Reiki
Reiki, (pronounced Ray-Key), is a simple Japanese energy-balancing method. In its original Japanese form, in the early 1900s, Reiki was very much about working on yourself: it was a system that you could use for self-healing, self-development and spiritual development. But when Reiki was first taught in the West in the 1970s, and since that time, Reiki teaching has focused much more on Reiki as a treatment technique - something that you do to other people – and the system appears to many people to be a sort of oriental spiritual healing, a hands-on treatment method that involves channelling energy. Reiki is now being classed as a sort of complementary therapy, so people might practise Reflexology, or Aromatherapy, or they might practise Reiki.
To understand Reiki, you need to get your head around the idea that there is a subtle energy that permeates us and surrounds us, an energy which we can learn to experience and direct, an energy which we can move through our bodies and channel through us into other people. While this may seem to be a strange thing to believe from a Western perspective, it is a central belief in many Asian cultures and underlies many exercise systems, meditation practices and healing or treatment methods.
In China, for example, this energy is referred to as “chi”, which you may have heard of. Chi is used in a whole range of Oriental practices, for example:
- Feng Shui (the art of placement)
- Acupuncture
- Tai Chi and Qi Gong
- Martial arts
Feng shui is a way of arranging your living environment to allow for the smooth flow of chi through the rooms of your home, eliminating areas where ‘stagnant chi’ might accumulate, and slowing down the speed of fast-moving chi, for example. This chi is external to you. When you visit an acupuncturist they insert fine needles into various points to encourage your own chi to flow properly through a series of meridians or energy channels that run the length of your body. Tai Chi and QiGong are graceful Chinese exercise systems that are designed to build up, or cultivate, your personal reserves of chi and circulate this energy smoothly throughout your body, breaking down any blockages and bringing things into balance on all levels.
In Japan the energy is called “ki” and they have their own version of acupuncture – Shiatsu – which uses massage and finger-pressure on acupuncture points. Japanese Martial arts techniques like Karate and Aikido work with chi, with the practitioner building up their reserves of chi and focusing it in a martial context, and the Japanese version of Qi Gong – called kiko – also works through the practitioner cultivating and moving this energy through their body.
In India the same energy is referred to as ‘prana’ and breathing exercises, meditations and yoga techniques have been developed to bring your energy system into balance. In India they do not think in terms of meridians, but of chakras: energy centres running the length of your body from the crown of your head to the base of your spine. There are seven main chakras and further subsidiary ones in other locations, situated on energy channels known as ‘nadis’.
Reiki is something to do with this energy, this ‘chi’, but Reiki is different from Tai Chi and Yoga, and Reiki treatments are different from Shiatsu and Acupuncture treatments.
When people practise acupuncture or shiatsu they are using their skills as a practitioner to detect subtle imbalances in energy flow and using considerable knowledge of the meridian system to direct them in making specific and precise ‘invasive’ manipulations of the client’s energy system.
But when someone practises Reiki as a treatment method they are not detecting and diagnosing and intervening. When the practitioner treats someone with Reiki they are allowing an unlimited external source of ‘energy’ to flow through them into the client. The energy is drawn through them ccording to the client’s need on that occasion: they are not directing the energy, they are a conduit through which the energy flows, they are
creating a ‘healing space’ that the client can use to bring their own energy system into balance, without conscious and deliberate intervention on their part.
To receive Reiki the client lies on the treatment table and the practitioner will gently lay their hands on the body in a series of hand positions on the head, torso and legs, sometimes hovering the hands rather than touching. Each hand position lasts for a few minutes.
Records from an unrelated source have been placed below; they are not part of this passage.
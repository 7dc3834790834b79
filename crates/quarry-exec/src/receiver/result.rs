//! Result receivers: the output contract towards the client-facing layer.

use std::sync::Arc;

use parking_lot::Mutex;

use quarry_common::{QuarryError, QuarryResult};
use quarry_data::{Row, Value};

use super::{complete_once, ReceiverResult, ResumeHandle, RowReceiver};
use crate::completion::Completion;

/// Final consumer of a query's rows.
pub trait ResultReceiver: Send + Sync {
    /// Receives one row.
    fn set_next_row(&self, row: &dyn Row);

    /// A page of rows is complete; the producer is paused until resumed.
    fn batch_finished(&self);

    /// All rows were delivered, or delivery was interrupted.
    fn all_finished(&self, interrupted: bool);

    /// The query failed.
    fn fail(&self, cause: QuarryError);

    /// Resolves once `all_finished` or `fail` was called.
    fn completion(&self) -> Completion<()>;
}

/// Result receiver that only tracks completion, for callers that just wait
/// for a statement to finish.
#[derive(Debug, Default)]
pub struct BaseResultReceiver {
    completion: Completion<()>,
}

impl BaseResultReceiver {
    /// Creates a pending receiver.
    pub fn new() -> Self {
        Self::default()
    }
}

impl ResultReceiver for BaseResultReceiver {
    fn set_next_row(&self, _row: &dyn Row) {}

    fn batch_finished(&self) {}

    fn all_finished(&self, _interrupted: bool) {
        complete_once(&self.completion, Ok(()), "BaseResultReceiver");
    }

    fn fail(&self, cause: QuarryError) {
        complete_once(&self.completion, Err(cause), "BaseResultReceiver");
    }

    fn completion(&self) -> Completion<()> {
        self.completion.clone()
    }
}

/// Result receiver keeping every row and page boundary.
#[derive(Debug, Default)]
pub struct CollectingResultReceiver {
    rows: Mutex<Vec<Vec<Value>>>,
    pages: Mutex<usize>,
    interrupted: Mutex<Option<bool>>,
    completion: Completion<()>,
}

impl CollectingResultReceiver {
    /// Creates an empty receiver.
    pub fn new() -> Self {
        Self::default()
    }

    /// Rows received so far.
    pub fn rows(&self) -> Vec<Vec<Value>> {
        self.rows.lock().clone()
    }

    /// Number of completed pages.
    pub fn pages(&self) -> usize {
        *self.pages.lock()
    }

    /// `Some(interrupted)` once finished successfully.
    pub fn interrupted(&self) -> Option<bool> {
        *self.interrupted.lock()
    }

    /// Waits for completion and returns the rows.
    pub async fn result(&self) -> QuarryResult<Vec<Vec<Value>>> {
        self.completion.wait().await?;
        Ok(self.rows())
    }
}

impl ResultReceiver for CollectingResultReceiver {
    fn set_next_row(&self, row: &dyn Row) {
        self.rows.lock().push(row.materialize());
    }

    fn batch_finished(&self) {
        *self.pages.lock() += 1;
    }

    fn all_finished(&self, interrupted: bool) {
        if complete_once(&self.completion, Ok(()), "CollectingResultReceiver") {
            *self.interrupted.lock() = Some(interrupted);
        }
    }

    fn fail(&self, cause: QuarryError) {
        complete_once(&self.completion, Err(cause), "CollectingResultReceiver");
    }

    fn completion(&self) -> Completion<()> {
        self.completion.clone()
    }
}

#[derive(Debug, Default)]
struct Paging {
    rows_in_page: usize,
    /// `Pause` was answered but the producer has not handed over its
    /// resume handle yet.
    pause_pending: bool,
    /// A resume requested while the pause was pending.
    resume_requested: bool,
    paused: Option<ResumeHandle>,
    /// Set by an interrupt or a kill; the producer is stopped at its next row.
    interrupted: bool,
}

/// Adapts a [`ResultReceiver`] to the [`RowReceiver`] protocol, pausing the
/// producer after every `page_size` rows until the client asks for more.
pub struct RowReceiverToResultReceiver {
    result: Arc<dyn ResultReceiver>,
    page_size: usize,
    paging: Mutex<Paging>,
    completion: Completion<()>,
}

impl RowReceiverToResultReceiver {
    /// Wraps `result`. A `page_size` of 0 never pauses.
    pub fn new(result: Arc<dyn ResultReceiver>, page_size: usize) -> Self {
        Self {
            result,
            page_size,
            paging: Mutex::new(Paging::default()),
            completion: Completion::new(),
        }
    }

    /// Returns true while the producer waits for the next page request.
    pub fn is_paused(&self) -> bool {
        let paging = self.paging.lock();
        paging.paused.is_some() || (paging.pause_pending && !paging.resume_requested)
    }

    /// Requests the next page. Returns false if the producer was not
    /// paused.
    ///
    /// A pause whose handle has not arrived yet counts as paused; the
    /// producer is then resumed as soon as it hands the handle over.
    pub fn resume_if_paused(&self) -> bool {
        let handle = {
            let mut paging = self.paging.lock();
            match paging.paused.take() {
                Some(handle) => handle,
                None if paging.pause_pending && !paging.resume_requested => {
                    paging.resume_requested = true;
                    return true;
                }
                None => return false,
            }
        };
        handle.resume(false);
        true
    }

    /// Stops a paused producer: it is resumed and its next row is answered
    /// with [`ReceiverResult::Stop`]. Does nothing if not paused.
    pub fn interrupt_if_resumable(&self) -> bool {
        let handle = {
            let mut paging = self.paging.lock();
            if paging.interrupted {
                return false;
            }
            match paging.paused.take() {
                Some(handle) => {
                    paging.interrupted = true;
                    handle
                }
                None if paging.pause_pending => {
                    paging.interrupted = true;
                    tracing::debug!("interrupting producer before its pause was processed");
                    return true;
                }
                None => return false,
            }
        };
        tracing::debug!("interrupting paused producer");
        handle.resume(false);
        true
    }
}

impl RowReceiver for RowReceiverToResultReceiver {
    fn set_next_row(&self, row: &dyn Row) -> ReceiverResult {
        let page_done = {
            let mut paging = self.paging.lock();
            if paging.interrupted {
                return ReceiverResult::Stop;
            }
            paging.rows_in_page += 1;
            if self.page_size > 0 && paging.rows_in_page >= self.page_size {
                paging.rows_in_page = 0;
                paging.pause_pending = true;
                true
            } else {
                false
            }
        };
        self.result.set_next_row(row);
        if page_done {
            self.result.batch_finished();
            ReceiverResult::Pause
        } else {
            ReceiverResult::Continue
        }
    }

    fn pause_processed(&self, handle: ResumeHandle) {
        let resume_now = {
            let mut paging = self.paging.lock();
            paging.pause_pending = false;
            let resume_requested = std::mem::take(&mut paging.resume_requested);
            if paging.interrupted || resume_requested {
                Some(handle)
            } else {
                paging.paused = Some(handle);
                None
            }
        };
        // interrupted, killed or resumed while the pause was in flight
        if let Some(handle) = resume_now {
            handle.resume(false);
        }
    }

    fn all_finished(&self, interrupted: bool) {
        if complete_once(&self.completion, Ok(()), "RowReceiverToResultReceiver") {
            self.result.all_finished(interrupted);
        }
    }

    fn fail(&self, cause: QuarryError) {
        if complete_once(
            &self.completion,
            Err(cause.clone()),
            "RowReceiverToResultReceiver",
        ) {
            self.result.fail(cause);
        }
    }

    fn kill(&self, cause: QuarryError) {
        let handle = {
            let mut paging = self.paging.lock();
            paging.interrupted = true;
            paging.resume_requested = false;
            paging.paused.take()
        };
        self.fail(cause);
        // a paused producer must observe the stop and finish
        if let Some(handle) = handle {
            handle.resume(false);
        }
    }

    fn completion(&self) -> Completion<()> {
        self.completion.clone()
    }
}

#[cfg(test)]
mod tests {
    use super::*;
    use crate::receiver::IterableRowEmitter;
    use quarry_data::OwnedRow;

    fn rows(n: i64) -> Vec<OwnedRow> {
        (0..n).map(|v| OwnedRow::new(vec![Value::BigInt(v)])).collect()
    }

    fn values(range: std::ops::Range<i64>) -> Vec<Vec<Value>> {
        range.map(|v| vec![Value::BigInt(v)]).collect()
    }

    #[test]
    fn test_pages_pause_producer() {
        let result = Arc::new(CollectingResultReceiver::new());
        let receiver = Arc::new(RowReceiverToResultReceiver::new(result.clone(), 2));
        IterableRowEmitter::new(rows(5), receiver.clone()).run();

        assert!(receiver.is_paused());
        assert_eq!(result.rows(), values(0..2));
        assert_eq!(result.pages(), 1);

        assert!(receiver.resume_if_paused());
        assert_eq!(result.rows(), values(0..4));

        assert!(receiver.resume_if_paused());
        assert_eq!(result.rows(), values(0..5));
        assert_eq!(result.interrupted(), Some(false));
        assert!(!receiver.resume_if_paused());
    }

    #[test]
    fn test_interrupt_while_paused_stops_producer() {
        let result = Arc::new(CollectingResultReceiver::new());
        let receiver = Arc::new(RowReceiverToResultReceiver::new(result.clone(), 2));
        IterableRowEmitter::new(rows(5), receiver.clone()).run();

        assert!(receiver.interrupt_if_resumable());
        assert_eq!(result.rows(), values(0..2));
        assert_eq!(result.interrupted(), Some(true));
        assert!(!receiver.interrupt_if_resumable());
    }

    #[test]
    fn test_interrupt_without_pause_is_noop() {
        let result = Arc::new(CollectingResultReceiver::new());
        let receiver = RowReceiverToResultReceiver::new(result.clone(), 2);
        assert!(!receiver.interrupt_if_resumable());
        assert_eq!(
            receiver.set_next_row(&OwnedRow::new(vec![Value::Int(1)])),
            ReceiverResult::Continue
        );
    }

    #[test]
    fn test_kill_fails_result_once() {
        let result = Arc::new(CollectingResultReceiver::new());
        let receiver = Arc::new(RowReceiverToResultReceiver::new(result.clone(), 2));
        IterableRowEmitter::new(rows(5), receiver.clone()).run();

        receiver.kill(QuarryError::JobKilled);
        assert_eq!(
            result.completion().try_get(),
            Some(Err(QuarryError::JobKilled))
        );
        // resumed producer stopped and its all_finished was ignored
        assert_eq!(result.rows(), values(0..2));
        assert_eq!(
            receiver.completion().try_get(),
            Some(Err(QuarryError::JobKilled))
        );
    }

    fn flag_handle() -> (ResumeHandle, Arc<std::sync::atomic::AtomicBool>) {
        let resumed = Arc::new(std::sync::atomic::AtomicBool::new(false));
        let flag = Arc::clone(&resumed);
        let handle = ResumeHandle::new(move |_| {
            flag.store(true, std::sync::atomic::Ordering::SeqCst);
        });
        (handle, resumed)
    }

    fn one_row_page() -> (Arc<CollectingResultReceiver>, RowReceiverToResultReceiver) {
        let result = Arc::new(CollectingResultReceiver::new());
        let receiver = RowReceiverToResultReceiver::new(result.clone(), 1);
        (result, receiver)
    }

    #[test]
    fn test_kill_before_pause_processed_resumes_producer() {
        let (result, receiver) = one_row_page();
        let row = OwnedRow::new(vec![Value::Int(1)]);
        assert_eq!(receiver.set_next_row(&row), ReceiverResult::Pause);

        receiver.kill(QuarryError::JobKilled);
        let (handle, resumed) = flag_handle();
        receiver.pause_processed(handle);

        assert!(resumed.load(std::sync::atomic::Ordering::SeqCst));
        assert!(!receiver.is_paused());
        assert_eq!(receiver.set_next_row(&row), ReceiverResult::Stop);
        assert_eq!(
            result.completion().try_get(),
            Some(Err(QuarryError::JobKilled))
        );
    }

    #[test]
    fn test_interrupt_before_pause_processed_stops_producer() {
        let (result, receiver) = one_row_page();
        let row = OwnedRow::new(vec![Value::Int(1)]);
        assert_eq!(receiver.set_next_row(&row), ReceiverResult::Pause);
        assert!(receiver.is_paused());

        assert!(receiver.interrupt_if_resumable());
        assert!(!receiver.interrupt_if_resumable());
        let (handle, resumed) = flag_handle();
        receiver.pause_processed(handle);

        assert!(resumed.load(std::sync::atomic::Ordering::SeqCst));
        assert!(!receiver.is_paused());
        assert_eq!(receiver.set_next_row(&row), ReceiverResult::Stop);
        receiver.all_finished(true);
        assert_eq!(result.rows(), vec![vec![Value::Int(1)]]);
        assert_eq!(result.interrupted(), Some(true));
    }

    #[test]
    fn test_resume_before_pause_processed_is_not_lost() {
        let (_result, receiver) = one_row_page();
        assert_eq!(
            receiver.set_next_row(&OwnedRow::new(vec![Value::Int(1)])),
            ReceiverResult::Pause
        );

        assert!(receiver.resume_if_paused());
        assert!(!receiver.resume_if_paused());
        let (handle, resumed) = flag_handle();
        receiver.pause_processed(handle);

        assert!(resumed.load(std::sync::atomic::Ordering::SeqCst));
        assert!(!receiver.is_paused());
        assert!(!receiver.resume_if_paused());
    }

    #[test]
    fn test_base_result_receiver_completes_once() {
        let receiver = BaseResultReceiver::new();
        receiver.fail(QuarryError::JobKilled);
        receiver.all_finished(false);
        assert_eq!(
            receiver.completion().try_get(),
            Some(Err(QuarryError::JobKilled))
        );
    }
}
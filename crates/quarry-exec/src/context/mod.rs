//! Execution contexts and the job registry.
//!
//! - [`ExecutionSubContext`]: lifecycle of one execution fragment, with the
//!   resource-specific parts supplied through [`SubContextHooks`]
//! - [`JobExecutionContext`]: the sub-contexts of one job on this node
//! - [`JobContextService`]: every running job, keyed by [`JobId`]
//! - [`BulkShardProcessorHooks`]: sub-context hooks for bulk processors
//!
//! [`JobId`]: quarry_common::JobId

mod bulk;
mod job;
mod service;
mod sub_context;

pub use bulk::{BulkShardProcessor, BulkShardProcessorHooks};
pub use job::{JobExecutionContext, JobExecutionContextBuilder};
pub use service::{JobContextService, JobServiceStats};
pub use sub_context::{CompletionState, ExecutionSubContext, SubContextHooks, SubContextState};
Reiki is deeply relaxing, eases stress and has a calming effect. It can accelerate the healing of physical problems and help to balance the emotions. Reiki energy is a gentle energy and can be used by the newborn, pregnant women, surgical patients and the frail and elderly.
Treatable conditions:
Anyone can benefit from a course of Reiki treatments no matter what their age or state of health. Reiki can produce deep relaxation, reduce stress and anxiety, boost energy levels, provide a feeling of inner calm, contentment and serenity and speed up the body’s natural healing processes.